Barker further discloses: wherein the times for recrawling in the first time window and in the second time window according to the recrawling policy are successively more infrequent in each time window (“In one embodiment, a determination may be made as to whether the web site associated with the shortened URL has been previously classified. In addition, a determination may be made whether a refresh rate associated with the classification of the web site has expired. The classified web site may be accessed upon determining that the refresh rate has expired. A determination may be made as to whether changes have occurred to the web site. The web site associated with the shortened URL may be reclassified upon detecting changes to the web site” [Col. 1, lines 54-63]; “In one configuration, when a long URL (i.e., an original URL) is submitted for shortening, the classification rating for the web site associated with the long URL may be checked and constantly updated. If the affiliated web site were at one point malicious and then later benign the URL shortening service module 112 may refresh the previous rating in a timely manner (and vice versa). If the rating of the web site were unknown, the web site may be queued up for eventual analysis and classification. This may provide a frequent detection rate for classifying web sites and providing a high efficacy” [Col. 7, lines 41-51] [Examiner notes that the first text establishes the mechanism of the refresh rate triggering recrawls as the recrawling frequency is dependent on detected changes. If the system sees that the site's content is stable over multiple recrawls, it could adaptively increase the refresh rate, meaning it waits longer before checking again. The second text explains the adaptive logic of the URLs being refreshed "in a timely manner" depending on classification changes. It shows that the system can start frequent then space out recrawls]).
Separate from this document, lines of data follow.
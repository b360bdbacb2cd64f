//! Frames as the ASIC delivers them to the CPU port.

use asic_knet::api::hw::Pph;
use asic_knet::api::hw::pph::fwd_op;
use asic_knet::config::{DMA_HDR_LEN, EMAC_HDR_LEN, FCS_LEN};
use smoltcp::wire::{
    EthernetAddress, EthernetFrame, EthernetProtocol, IpProtocol, Ipv4Address, Ipv4Packet,
};

pub const HOST_MAC: [u8; 6] = [0x02, 0x00, 0x00, 0x00, 0x00, 0x01];
pub const PEER_MAC: [u8; 6] = [0x02, 0x00, 0x00, 0x00, 0x00, 0x02];
pub const STP_MAC: [u8; 6] = [0x01, 0x80, 0xC2, 0x00, 0x00, 0x00];

/// Device header fields a test cares about.
#[derive(Debug, Clone, Copy, PartialEq, Eq)]
pub struct RxHeader {
    pub src_idx: u16,
    pub slice: u8,
    pub port: u8,
    pub reason: u16,
    pub dst_idx: u16,
    pub tc: u8,
    pub vlan: u16,
    pub vlan_pop: u8,
}

impl Default for RxHeader {
    fn default() -> Self {
        Self {
            src_idx: 0,
            slice: 0,
            port: 0,
            reason: 0,
            dst_idx: 0,
            tc: 0,
            vlan: 1,
            vlan_pop: 0,
        }
    }
}

impl RxHeader {
    /// Header of a frame that entered on logical port `port_di` with `reason`.
    pub fn new(port_di: u16, reason: u16) -> Self {
        Self {
            src_idx: port_di,
            reason,
            ..Self::default()
        }
    }

    pub fn write(&self, hdr: &mut [u8]) {
        hdr[..DMA_HDR_LEN].fill(0);
        let mut pph = Pph::new_unchecked(&mut hdr[EMAC_HDR_LEN..DMA_HDR_LEN]);
        pph.set_fwd_op(fwd_op::L2);
        pph.set_src_idx(self.src_idx);
        pph.set_slice_id(self.slice);
        pph.set_port_num(self.port);
        pph.set_cpu_reason(self.reason);
        pph.set_dst_idx(self.dst_idx);
        pph.set_tc(self.tc);
        pph.set_src_vlan(self.vlan);
        pph.set_igr_vid_pop_num(self.vlan_pop);
    }
}

/// `[device header][l2][trailer]`.
pub fn device_frame(hdr: &RxHeader, l2: &[u8]) -> Vec<u8> {
    let mut f = vec![0u8; DMA_HDR_LEN + l2.len() + FCS_LEN];
    hdr.write(&mut f);
    f[DMA_HDR_LEN..DMA_HDR_LEN + l2.len()].copy_from_slice(l2);
    f
}

/// Ethernet frame of `len` bytes with a counting payload.
pub fn eth_frame(dst: [u8; 6], src: [u8; 6], ethertype: u16, len: usize) -> Vec<u8> {
    let mut f = vec![0u8; len.max(14)];
    for (i, b) in f[14..].iter_mut().enumerate() {
        *b = i as u8;
    }
    let mut eth = EthernetFrame::new_unchecked(&mut f[..]);
    eth.set_dst_addr(EthernetAddress(dst));
    eth.set_src_addr(EthernetAddress(src));
    eth.set_ethertype(EthernetProtocol::from(ethertype));
    f
}

/// Insert an 802.1Q tag after the MAC addresses.
pub fn tagged(frame: &[u8], vid: u16) -> Vec<u8> {
    let mut out = Vec::with_capacity(frame.len() + 4);
    out.extend_from_slice(&frame[..12]);
    out.extend_from_slice(&0x8100u16.to_be_bytes());
    out.extend_from_slice(&(vid & 0x0FFF).to_be_bytes());
    out.extend_from_slice(&frame[12..]);
    out
}

/// IFA-over-UDP frame whose first metadata entry points at `(slice, port)` with class `tc`.
pub fn ifa_udp_frame(ip_protocol: u8, slice: u16, port: u16, tc: u8) -> Vec<u8> {
    const IFA_HDR: usize = 4;
    const UDP_HDR: usize = 8;
    const MD_HDR: usize = 4;
    const MD: usize = 32;
    let udp_len = UDP_HDR + MD_HDR + MD + 16;
    let ip_len = 20 + IFA_HDR + udp_len;
    let mut f = vec![0u8; 14 + ip_len];
    {
        let mut eth = EthernetFrame::new_unchecked(&mut f[..]);
        eth.set_dst_addr(EthernetAddress(HOST_MAC));
        eth.set_src_addr(EthernetAddress(PEER_MAC));
        eth.set_ethertype(EthernetProtocol::Ipv4);
        let mut ip = Ipv4Packet::new_unchecked(eth.payload_mut());
        ip.set_version(4);
        ip.set_header_len(20);
        ip.set_total_len(ip_len as u16);
        ip.set_hop_limit(64);
        ip.set_next_header(IpProtocol::from(ip_protocol));
        ip.set_src_addr(Ipv4Address::new(10, 1, 0, 1));
        ip.set_dst_addr(Ipv4Address::new(10, 1, 0, 2));
        ip.fill_checksum();
    }
    let ifa = 14 + 20;
    f[ifa] = 2 << 4;
    f[ifa + 1] = u8::from(IpProtocol::Udp);
    let udp = ifa + IFA_HDR;
    f[udp..udp + 2].copy_from_slice(&4789u16.to_be_bytes());
    f[udp + 2..udp + 4].copy_from_slice(&4790u16.to_be_bytes());
    f[udp + 4..udp + 6].copy_from_slice(&(udp_len as u16).to_be_bytes());
    let md = udp + UDP_HDR + MD_HDR;
    f[md + 4] = (tc >> 4) & 0x3;
    f[md + 5] = (tc & 0xF) << 4;
    f[md + 8..md + 10].copy_from_slice(&((slice << 6) | port).to_be_bytes());
    f
}

/// Split a transmitted device frame into its header and the Ethernet frame, trailer removed.
pub fn split_tx(frame: &[u8]) -> (Pph<&[u8]>, &[u8]) {
    let pph = Pph::new_unchecked(&frame[EMAC_HDR_LEN..DMA_HDR_LEN]);
    (pph, &frame[DMA_HDR_LEN..frame.len() - FCS_LEN])
}
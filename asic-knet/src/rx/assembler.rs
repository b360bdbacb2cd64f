// Fragment reassembly
//
// Per channel: Idle -> Accumulating -> (complete) -> Idle.
// Fragments arrive in strict ring order, so a packet never interleaves with another one
// on the same channel.

use arrayvec::ArrayVec;
use bytes::{BufMut, Bytes, BytesMut};
use tracing::{debug, trace};

use super::meta::RxMeta;
use crate::api::hw::ChannelId;
use crate::dma::DmaBuffer;

/// Most fragments one packet may span.
pub const MAX_FRAGS: usize = 16;

/// Reaction to a start-of-packet fragment arriving while a packet is still open.
#[derive(Debug, Clone, Copy, PartialEq, Eq, Default)]
pub enum SopPolicy {
    /// Drop the partial packet and start a new one at the offending fragment.
    #[default]
    Restart,
    /// Drop the partial packet and the offending fragment, then discard until the next
    /// end-of-packet so reassembly resumes on a clean boundary.
    Strict,
}

#[derive(Debug, Clone, Copy, PartialEq, Eq)]
pub enum AsmState {
    Idle,
    Accumulating,
    /// Discarding until the next end-of-packet.
    Skipping,
}

/// A received packet: one or more fragment buffers plus extracted metadata.
#[derive(Debug)]
pub struct RxPacket {
    channel: ChannelId,
    frags: ArrayVec<DmaBuffer, MAX_FRAGS>,
    len: usize,
    complete: bool,
    pub meta: RxMeta,
}

impl RxPacket {
    fn start(channel: ChannelId, frag: DmaBuffer) -> Self {
        let mut frags = ArrayVec::new();
        let len = frag.len();
        frags.push(frag);
        Self {
            channel,
            frags,
            len,
            complete: false,
            meta: RxMeta::default(),
        }
    }

    /// Build a complete packet from buffers that did not come off a ring.
    pub fn from_frags(channel: ChannelId, frags: impl IntoIterator<Item = DmaBuffer>) -> Self {
        let frags: ArrayVec<DmaBuffer, MAX_FRAGS> = frags.into_iter().take(MAX_FRAGS).collect();
        let len = frags.iter().map(DmaBuffer::len).sum();
        Self {
            channel,
            frags,
            len,
            complete: true,
            meta: RxMeta::default(),
        }
    }

    #[inline]
    pub fn channel(&self) -> ChannelId {
        self.channel
    }

    /// Sum of all fragment lengths.
    #[inline]
    pub fn len(&self) -> usize {
        self.len
    }

    #[inline]
    pub fn is_empty(&self) -> bool {
        self.len == 0
    }

    #[inline]
    pub fn is_complete(&self) -> bool {
        self.complete
    }

    #[inline]
    pub fn frags(&self) -> &[DmaBuffer] {
        &self.frags
    }

    #[inline]
    pub fn frags_mut(&mut self) -> &mut [DmaBuffer] {
        &mut self.frags
    }

    pub fn into_frags(self) -> ArrayVec<DmaBuffer, MAX_FRAGS> {
        self.frags
    }

    /// Data of the first fragment. Carries the device header.
    pub fn head(&self) -> &[u8] {
        self.frags.first().map_or(&[], |f| f.data())
    }

    /// Copy `range` of the logical packet into `dst`.
    pub fn copy_range_into(&self, mut offset: usize, mut len: usize, dst: &mut BytesMut) {
        for frag in &self.frags {
            if len == 0 {
                break;
            }
            let data = frag.data();
            if offset >= data.len() {
                offset -= data.len();
                continue;
            }
            let take = (data.len() - offset).min(len);
            dst.put_slice(&data[offset..offset + take]);
            offset = 0;
            len -= take;
        }
    }

    /// Contiguous copy of the whole packet.
    pub fn to_bytes(&self) -> Bytes {
        let mut out = BytesMut::with_capacity(self.len);
        self.copy_range_into(0, self.len, &mut out);
        out.freeze()
    }

    fn push(&mut self, frag: DmaBuffer) -> Result<(), DmaBuffer> {
        let len = frag.len();
        self.frags.try_push(frag).map_err(|e| e.element())?;
        self.len += len;
        Ok(())
    }
}

/// Result of feeding one fragment.
#[derive(Debug, Default)]
pub struct Pushed {
    /// Set when the fragment completed a packet.
    pub packet: Option<RxPacket>,
    /// Partial packets or stray fragments dropped by this step.
    pub errors: u32,
}

/// Per-channel reassembly state machine.
#[derive(Debug)]
pub struct RxAssembler {
    channel: ChannelId,
    policy: SopPolicy,
    max_len: usize,
    state: AsmState,
    cur: Option<RxPacket>,
}

impl RxAssembler {
    pub fn new(channel: ChannelId, policy: SopPolicy, max_len: usize) -> Self {
        Self {
            channel,
            policy,
            max_len,
            state: AsmState::Idle,
            cur: None,
        }
    }

    #[inline]
    pub fn state(&self) -> AsmState {
        self.state
    }

    #[inline]
    pub fn policy(&self) -> SopPolicy {
        self.policy
    }

    /// Drop any open packet and return to Idle.
    pub fn reset(&mut self) {
        self.cur = None;
        self.state = AsmState::Idle;
    }

    /// Feed one completed fragment in ring order.
    pub fn push(&mut self, sop: bool, eop: bool, frag: DmaBuffer) -> Pushed {
        let mut out = Pushed::default();
        match self.state {
            AsmState::Idle => {
                if !sop {
                    trace!(channel = self.channel, len = frag.len(), "fragment without start of packet");
                    out.errors += 1;
                    if !eop {
                        self.state = AsmState::Skipping;
                    }
                    return out;
                }
                self.open(frag, eop, &mut out);
            }
            AsmState::Accumulating => {
                if sop {
                    debug!(channel = self.channel, policy = ?self.policy, "start of packet inside open packet");
                    self.cur = None;
                    out.errors += 1;
                    match self.policy {
                        SopPolicy::Restart => self.open(frag, eop, &mut out),
                        SopPolicy::Strict => {
                            self.state = if eop { AsmState::Idle } else { AsmState::Skipping };
                        }
                    }
                    return out;
                }
                self.append(frag, eop, &mut out);
            }
            AsmState::Skipping => {
                if eop {
                    self.state = AsmState::Idle;
                }
            }
        }
        out
    }

    fn open(&mut self, frag: DmaBuffer, eop: bool, out: &mut Pushed) {
        let pkt = RxPacket::start(self.channel, frag);
        if pkt.len > self.max_len {
            out.errors += 1;
            self.state = if eop { AsmState::Idle } else { AsmState::Skipping };
            return;
        }
        self.cur = Some(pkt);
        self.state = AsmState::Accumulating;
        if eop {
            self.finish(out);
        }
    }

    fn append(&mut self, frag: DmaBuffer, eop: bool, out: &mut Pushed) {
        let Some(pkt) = self.cur.as_mut() else {
            self.state = AsmState::Idle;
            return;
        };
        let overflow = pkt.len + frag.len() > self.max_len || pkt.push(frag).is_err();
        if overflow {
            debug!(channel = self.channel, len = pkt.len, "packet exceeds reassembly limit");
            self.cur = None;
            out.errors += 1;
            self.state = if eop { AsmState::Idle } else { AsmState::Skipping };
            return;
        }
        if eop {
            self.finish(out);
        }
    }

    fn finish(&mut self, out: &mut Pushed) {
        if let Some(mut pkt) = self.cur.take() {
            pkt.complete = true;
            out.packet = Some(pkt);
        }
        self.state = AsmState::Idle;
    }
}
Regarding claim 6, a combination of Barker-Cai discloses the system of claim 4.
Barker further discloses: restarting the recrawling policy after a third time window subsequent to the second time window has elapsed (“In one embodiment, a determination may be made as to whether the web site associated with the shortened URL has been previously classified. In addition, a determination may be made whether a refresh rate associated with the classification of the web site has expired. The classified web site may be accessed upon determining that the refresh rate has expired. A determination may be made as to whether changes have occurred to the web site. The web site associated with the shortened URL may be reclassified upon detecting changes to the web site” [Col. 1, lines 54-63] “In one configuration, when a long URL (i.e., an original URL) is submitted for shortening, the classification rating for the web site associated with the long URL may be checked and constantly updated. If the affiliated web site were at one point malicious and then later benign the URL shortening service module 112 may refresh the previous rating in a timely manner (and vice versa). If the rating of the web site were unknown, the web site may be queued up for eventual analysis and classification. This may provide a frequent detection rate for classifying web sites and providing a high efficacy” [Col. 7, lines 41-51] [Examiner notes that these two texts support the claim limitations because a refresh rate triggers re-analysis and re-classification when expired. This same mechanism can apply after the third time window (once the refresh rate expires, the system initiates the recrawl). Examiner also notes that the system constantly updates and refreshed ratings "in a timely manner" depending on the URL's behavior. That supports the idea that after a long period (third time window), the system can restart the monitoring cycle without needing new mechanisms]).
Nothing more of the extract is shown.